Tied into this entire experience is prevenient grace. God reaches out to the thirsty and hungry with his grace. This is a grace which draws us to him -- he actually helps to create the hunger and thirst. And this is where we must ask about our personal response. Do we sense his grace reaching out to us and are we responding to that grace? This also speaks about the need for prayer. It is in prayer that I seek the face of God, but it is also in intercessory prayer that I participate with God in his prevenient grace which is reaching out to the lost. Does my prayer life work together with God in helping to bring about hunger and thirst among those who need him? If there is no movement of the lost toward God these days, if there is no hunger and thirsting, maybe it says more about the lack of prayer among the believers then it does about the spiritual state of those who are lost. We must be people of intercessory prayer who are praying for the hungering and the thirsting of those who so desperately need to know the satisfying food and water that the Lord has for us.

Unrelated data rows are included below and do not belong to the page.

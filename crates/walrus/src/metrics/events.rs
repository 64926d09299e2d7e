//! Internal events for loader metrics.
//!
//! ## Target Labels
//!
//! Every event carries the destination table name as a `target` label so
//! each weekly load can be tracked separately.

use metrics::{counter, histogram};
use std::time::Duration;
use tracing::trace;

use walrus_core::metrics::events::InternalEvent;

/// Outcome of a load job or a whole table load.
#[derive(Debug, Clone, Copy, PartialEq, Eq)]
pub enum LoadStatus {
    Success,
    Failed,
}

impl LoadStatus {
    pub fn as_str(&self) -> &'static str {
        match self {
            LoadStatus::Success => "success",
            LoadStatus::Failed => "failed",
        }
    }
}

/// Event emitted after listing, with the number of matching objects.
pub struct ObjectsMatched {
    pub count: usize,
    pub target: String,
}

impl InternalEvent for ObjectsMatched {
    fn emit(self) {
        trace!(count = self.count, target = %self.target, "Objects matched");
        counter!("walrus_objects_matched_total", "target" => self.target)
            .increment(self.count as u64);
    }
}

/// Event emitted when a load job finishes (or fails to start).
pub struct LoadJobCompleted {
    pub status: LoadStatus,
    pub duration: Duration,
    pub target: String,
}

impl InternalEvent for LoadJobCompleted {
    fn emit(self) {
        trace!(
            status = self.status.as_str(),
            duration_ms = self.duration.as_millis(),
            target = %self.target,
            "Load job completed"
        );
        counter!(
            "walrus_load_jobs_total",
            "status" => self.status.as_str(),
            "target" => self.target.clone()
        )
        .increment(1);
        histogram!("walrus_load_job_duration_seconds", "target" => self.target)
            .record(self.duration.as_secs_f64());
    }
}

/// Event emitted once per table at the end of its load.
pub struct TableLoadFinished {
    pub status: LoadStatus,
    pub target: String,
}

impl InternalEvent for TableLoadFinished {
    fn emit(self) {
        trace!(status = self.status.as_str(), target = %self.target, "Table load finished");
        counter!(
            "walrus_table_loads_total",
            "status" => self.status.as_str(),
            "target" => self.target
        )
        .increment(1);
    }
}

We are called upon to seek the Lord. Other places in Scripture we are admonished to seek the face of God. The common thread here is to seek him -- and to seek him means that I turn my face toward him and in doing so the incarnate God, Jesus Christ, is reflected in me. All my desires, all my affections are turned toward the one whom I am seeking. I want nothing more than to be united with him, growing in his love and grace. It is in this place that no longer am consumed by earthly cares, but by him, the one who loves me and cares for ms.
Our ability to know God is limited by our human capacity and therefore God gently cares for, not overwhelming, us with who he is. He is God and therefore his thoughts and ways will always be higher than ours. We must be cautious of creating narrow and rigid understandings of an infinite God whose ways and thoughts are not ours! Instead, we are called to relax and not be anxious about anything, instead being grateful that we are privileged to have a personal relationship with God who has a panoramic view of all the pieces of our lives and comprehends what is ultimately best for us. May we trust in him enough that we don't have to create our own narrow boundaries of understanding to feel secure, but wholeheartedly lean on the one who wants to provide for our every spiritual need. It is in this place that we are set free to enjoy the "fullness, freeness, and greatness of the rich mercy in Christ."
Lord, thank you that I don't have to understand everything that is happening in life -- because you do and you will care for us. Amen.